People with early COVID-19 could be taking monoclonal antibody treatments, but they are not getting out to patients or to providers.
Studies show that the usage of these treatments could reduce hospitalizations by up to 70% if used early in the progression of the disease, especially among those who are at high risk of becoming very sick.
According to the FDA, monoclonal antibodies should be given as soon as possible after symptoms emerge and a person tests positive for infection. And, because of limited supply, the authorizations are limited to high-risk patients, such as people 65 and older, those who have a BMI (body mass index) of 35 or greater and those with other health conditions like diabetes, cardiovascular disease or chronic kidney disease.

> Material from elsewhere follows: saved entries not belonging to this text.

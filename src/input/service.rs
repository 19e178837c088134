//! Key bindings and prompt editing.
//!
//! Raw events go through a `less`-style state machine that turns them into
//! [`InputAction`]s for the dispatcher. Digits typed in navigation mode build a
//! count prefix applied to the next command (`10j`, `3f`, `250g`, `40%`).

use crate::cache::Direction;
use crate::error::Result;
use crate::input::raw::{RawInputCollector, RawInputEvent, ScrollDirection};
use ratatui::crossterm::event::{Event, KeyCode, KeyEvent, KeyEventKind, KeyModifiers};
use std::time::Duration;

/// Which value a status line prompt collects.
#[derive(Debug, Clone, Copy, PartialEq, Eq)]
pub enum PromptKind {
    Search(Direction),
    Goto,
    Ignore,
    Unignore,
    Format,
    Split,
    Highlight,
    Save,
    /// Line whose fields become the column names
    HeaderLine,
    HideColumns,
    ShowColumns,
    Align,
}

impl PromptKind {
    pub fn label(self) -> &'static str {
        match self {
            PromptKind::Search(Direction::Forward) => "/",
            PromptKind::Search(Direction::Backward) => "?",
            PromptKind::Goto => "Goto: ",
            PromptKind::Ignore => "Ignore: ",
            PromptKind::Unignore => "Unignore (empty for all): ",
            PromptKind::Format => "Format (cols:fmt): ",
            PromptKind::Split => "Split regex (empty for blanks): ",
            PromptKind::Highlight => "Highlight regex (empty for none): ",
            PromptKind::Save => "Save to: ",
            PromptKind::HeaderLine => "Column names from line: ",
            PromptKind::HideColumns => "Hide columns (empty shows all): ",
            PromptKind::ShowColumns => "Show columns: ",
            PromptKind::Align => "Align (cols:l|r|c|a): ",
        }
    }

    /// An empty answer resets something instead of being a no-op.
    fn accepts_empty(self) -> bool {
        matches!(
            self,
            PromptKind::Search(_)
                | PromptKind::Unignore
                | PromptKind::Split
                | PromptKind::Highlight
                | PromptKind::HideColumns
        )
    }
}

#[derive(Debug, Clone, Copy, PartialEq, Eq)]
pub enum InputState {
    Navigation,
    Prompt(PromptKind),
}

#[derive(Debug, Clone, PartialEq)]
pub enum InputAction {
    Scroll {
        direction: ScrollDirection,
        lines: u64,
    },
    /// Full screen; a count sets and remembers the step in lines
    Page {
        direction: ScrollDirection,
        lines: Option<u64>,
    },
    HalfPage {
        direction: ScrollDirection,
        lines: Option<u64>,
    },
    GoToStart,
    GoToEnd,
    /// 1-based line number
    GoToLine(u64),
    GoToPercent(f64),
    /// Move the first displayed column (negative is left)
    ShiftColumns(i64),
    StartPrompt(PromptKind),
    UpdatePrompt {
        kind: PromptKind,
        buffer: String,
    },
    CancelPrompt,
    SubmitPrompt {
        kind: PromptKind,
        input: String,
    },
    NextMatch,
    PreviousMatch,
    ClearSearch,
    ToggleIgnored,
    /// Show or hide the column names
    ToggleHeaders,
    ToggleLineNumbers,
    /// Byte offsets in the gutter instead of line numbers
    ToggleOffsets,
    Refresh,
    /// Abort the running operation, dismiss any message
    Interrupt,
    Resize {
        width: u16,
        height: u16,
    },
    Quit,
    NoAction,
    InvalidInput,
}

impl InputAction {
    /// Actions that must reach a busy dispatcher through the cancel token.
    pub fn interrupts(&self) -> bool {
        matches!(self, InputAction::Interrupt | InputAction::Quit)
    }
}

pub struct InputStateMachine {
    state: InputState,
    count: Option<u64>,
    buffer: String,
}

impl Default for InputStateMachine {
    fn default() -> Self {
        Self::new()
    }
}

impl InputStateMachine {
    pub fn new() -> Self {
        Self {
            state: InputState::Navigation,
            count: None,
            buffer: String::new(),
        }
    }

    pub fn state(&self) -> InputState {
        self.state
    }

    pub fn pending_count(&self) -> Option<u64> {
        self.count
    }

    pub fn handle_key_event(&mut self, key: KeyEvent) -> InputAction {
        if key.kind == KeyEventKind::Release {
            return InputAction::NoAction;
        }
        match self.state {
            InputState::Navigation => self.navigation_key(key),
            InputState::Prompt(kind) => self.prompt_key(kind, key),
        }
    }

    fn navigation_key(&mut self, key: KeyEvent) -> InputAction {
        use ScrollDirection::{Down, Up};

        if key.modifiers.contains(KeyModifiers::ALT) {
            self.count = None;
            return InputAction::InvalidInput;
        }
        let ctrl = key.modifiers.contains(KeyModifiers::CONTROL);

        if let (KeyCode::Char(c @ '0'..='9'), false) = (key.code, ctrl) {
            let digit = u64::from(c as u8 - b'0');
            self.count = Some(
                self.count
                    .unwrap_or(0)
                    .saturating_mul(10)
                    .saturating_add(digit),
            );
            return InputAction::NoAction;
        }

        let count = self.count.take();
        let n = count.unwrap_or(1).max(1);

        match (key.code, ctrl) {
            (KeyCode::Char('c'), true) => InputAction::Quit,
            (KeyCode::Char('q') | KeyCode::Char('Q'), false) => InputAction::Quit,
            (KeyCode::Esc, _) | (KeyCode::Char('g'), true) => InputAction::Interrupt,

            (KeyCode::Char('j') | KeyCode::Char('e'), false)
            | (KeyCode::Down | KeyCode::Enter, _)
            | (KeyCode::Char('n'), true) => InputAction::Scroll {
                direction: Down,
                lines: n,
            },
            (KeyCode::Char('k') | KeyCode::Char('y'), false)
            | (KeyCode::Up, _)
            | (KeyCode::Char('p'), true) => InputAction::Scroll {
                direction: Up,
                lines: n,
            },
            (KeyCode::Char('f') | KeyCode::Char(' '), false)
            | (KeyCode::PageDown, _)
            | (KeyCode::Char('f'), true) => InputAction::Page {
                direction: Down,
                lines: count,
            },
            (KeyCode::Char('b'), _) | (KeyCode::PageUp, _) => InputAction::Page {
                direction: Up,
                lines: count,
            },
            (KeyCode::Char('d'), _) => InputAction::HalfPage {
                direction: Down,
                lines: count,
            },
            (KeyCode::Char('u'), _) => InputAction::HalfPage {
                direction: Up,
                lines: count,
            },

            (KeyCode::Char('g') | KeyCode::Char('<'), false) | (KeyCode::Home, _) => {
                count.map_or(InputAction::GoToStart, InputAction::GoToLine)
            }
            (KeyCode::Char('G') | KeyCode::Char('>'), false) | (KeyCode::End, _) => {
                count.map_or(InputAction::GoToEnd, InputAction::GoToLine)
            }
            (KeyCode::Char('%'), false) => {
                InputAction::GoToPercent(count.unwrap_or(0).min(100) as f64)
            }
            (KeyCode::Left, _) => InputAction::ShiftColumns(-(n as i64)),
            (KeyCode::Right, _) => InputAction::ShiftColumns(n as i64),

            (KeyCode::Char('/'), false) => self.open_prompt(PromptKind::Search(Direction::Forward)),
            (KeyCode::Char('?'), false) => {
                self.open_prompt(PromptKind::Search(Direction::Backward))
            }
            (KeyCode::Char(':'), false) => self.open_prompt(PromptKind::Goto),
            (KeyCode::Char('i'), false) => self.open_prompt(PromptKind::Ignore),
            (KeyCode::Char('I'), false) => self.open_prompt(PromptKind::Unignore),
            (KeyCode::Char('F'), false) => self.open_prompt(PromptKind::Format),
            (KeyCode::Char('S'), false) => self.open_prompt(PromptKind::Split),
            (KeyCode::Char('h'), false) => self.open_prompt(PromptKind::Highlight),
            (KeyCode::Char('s'), false) => self.open_prompt(PromptKind::Save),
            (KeyCode::Char('^'), false) => self.open_prompt(PromptKind::HeaderLine),
            (KeyCode::Char('x'), false) => self.open_prompt(PromptKind::HideColumns),
            (KeyCode::Char('X'), false) => self.open_prompt(PromptKind::ShowColumns),
            (KeyCode::Char('a'), false) => self.open_prompt(PromptKind::Align),

            (KeyCode::Char('n'), false) => InputAction::NextMatch,
            (KeyCode::Char('N'), false) => InputAction::PreviousMatch,
            (KeyCode::Char('c'), false) => InputAction::ClearSearch,
            (KeyCode::Char('H'), false) => InputAction::ToggleIgnored,
            (KeyCode::Char('t'), false) => InputAction::ToggleHeaders,
            (KeyCode::Char('l'), false) => InputAction::ToggleLineNumbers,
            (KeyCode::Char('L'), false) => InputAction::ToggleOffsets,
            (KeyCode::Char('r'), false) | (KeyCode::Char('l'), true) => InputAction::Refresh,

            _ => InputAction::InvalidInput,
        }
    }

    fn open_prompt(&mut self, kind: PromptKind) -> InputAction {
        self.state = InputState::Prompt(kind);
        self.buffer.clear();
        InputAction::StartPrompt(kind)
    }

    fn close_prompt(&mut self) -> String {
        self.state = InputState::Navigation;
        std::mem::take(&mut self.buffer)
    }

    fn prompt_key(&mut self, kind: PromptKind, key: KeyEvent) -> InputAction {
        let ctrl = key.modifiers.contains(KeyModifiers::CONTROL);
        match key.code {
            KeyCode::Esc => {
                self.close_prompt();
                InputAction::CancelPrompt
            }
            KeyCode::Char('c') | KeyCode::Char('g') if ctrl => {
                self.close_prompt();
                InputAction::CancelPrompt
            }
            KeyCode::Char('u') if ctrl => {
                self.buffer.clear();
                InputAction::UpdatePrompt {
                    kind,
                    buffer: String::new(),
                }
            }
            KeyCode::Enter => {
                let input = self.close_prompt();
                if input.is_empty() && !kind.accepts_empty() {
                    InputAction::CancelPrompt
                } else {
                    InputAction::SubmitPrompt { kind, input }
                }
            }
            KeyCode::Backspace => {
                if self.buffer.pop().is_none() {
                    self.close_prompt();
                    InputAction::CancelPrompt
                } else {
                    InputAction::UpdatePrompt {
                        kind,
                        buffer: self.buffer.clone(),
                    }
                }
            }
            KeyCode::Char(c) if !ctrl => {
                self.buffer.push(c);
                InputAction::UpdatePrompt {
                    kind,
                    buffer: self.buffer.clone(),
                }
            }
            _ => InputAction::NoAction,
        }
    }
}

/// Raw collection plus the key state machine.
pub struct InputService {
    state_machine: InputStateMachine,
    raw_input: RawInputCollector,
}

impl Default for InputService {
    fn default() -> Self {
        Self::new()
    }
}

impl InputService {
    pub fn new() -> Self {
        Self {
            state_machine: InputStateMachine::new(),
            raw_input: RawInputCollector::new(),
        }
    }

    /// Wait up to `timeout` for input and return every action it produced.
    pub fn poll_actions(&mut self, timeout: Option<Duration>) -> Result<Vec<InputAction>> {
        let mut actions = Vec::new();
        if let Some(event) = self.raw_input.poll_event(timeout)? {
            actions.extend(self.translate(event));
            while let Some(event) = self.raw_input.next_ready() {
                actions.extend(self.translate(event));
            }
        }
        Ok(actions)
    }

    /// Feed one event directly, bypassing the terminal.
    pub fn process_event(&mut self, event: Event) -> Vec<InputAction> {
        self.raw_input.push_event(event);
        let mut actions = Vec::new();
        while let Some(event) = self.raw_input.next_ready() {
            actions.extend(self.translate(event));
        }
        actions
    }

    fn translate(&mut self, event: RawInputEvent) -> Option<InputAction> {
        let action = match event {
            RawInputEvent::Key(key) => self.state_machine.handle_key_event(key),
            RawInputEvent::Resize { width, height } => InputAction::Resize { width, height },
            RawInputEvent::Scroll { direction, lines } => InputAction::Scroll { direction, lines },
        };
        match action {
            InputAction::NoAction | InputAction::InvalidInput => None,
            action => Some(action),
        }
    }
}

An HHS spokesperson confirmed that a new report showed only 5%-20% of the available supply of monoclonal antibodies are actually being used — an ironic statistic considering one big concern was that there would not be enough supply to meet demand. It is the first time HHS had requested utilization information from facilities and providers administering the drugs.
“We’ve got to get the therapeutics used. We need patients who test positive, who are at risk of hospitalization, to get on these monoclonal antibodies. We actually have more right now than there are getting used. We’ve got to get them earlier, so we keep people out of hospitals,” Health and Human Services Secretary Alex Azar said.
So why aren’t more people trying to access these potentially life-saving medications, especially since both the drugs are mostly free, under Operation Warp Speed?
“These antibodies, for the last month since authorization, have been distributed around the country. So, they should be available locally, and it’s under state jurisdiction,” FDA Commissioner Dr. Stephen Hahn said.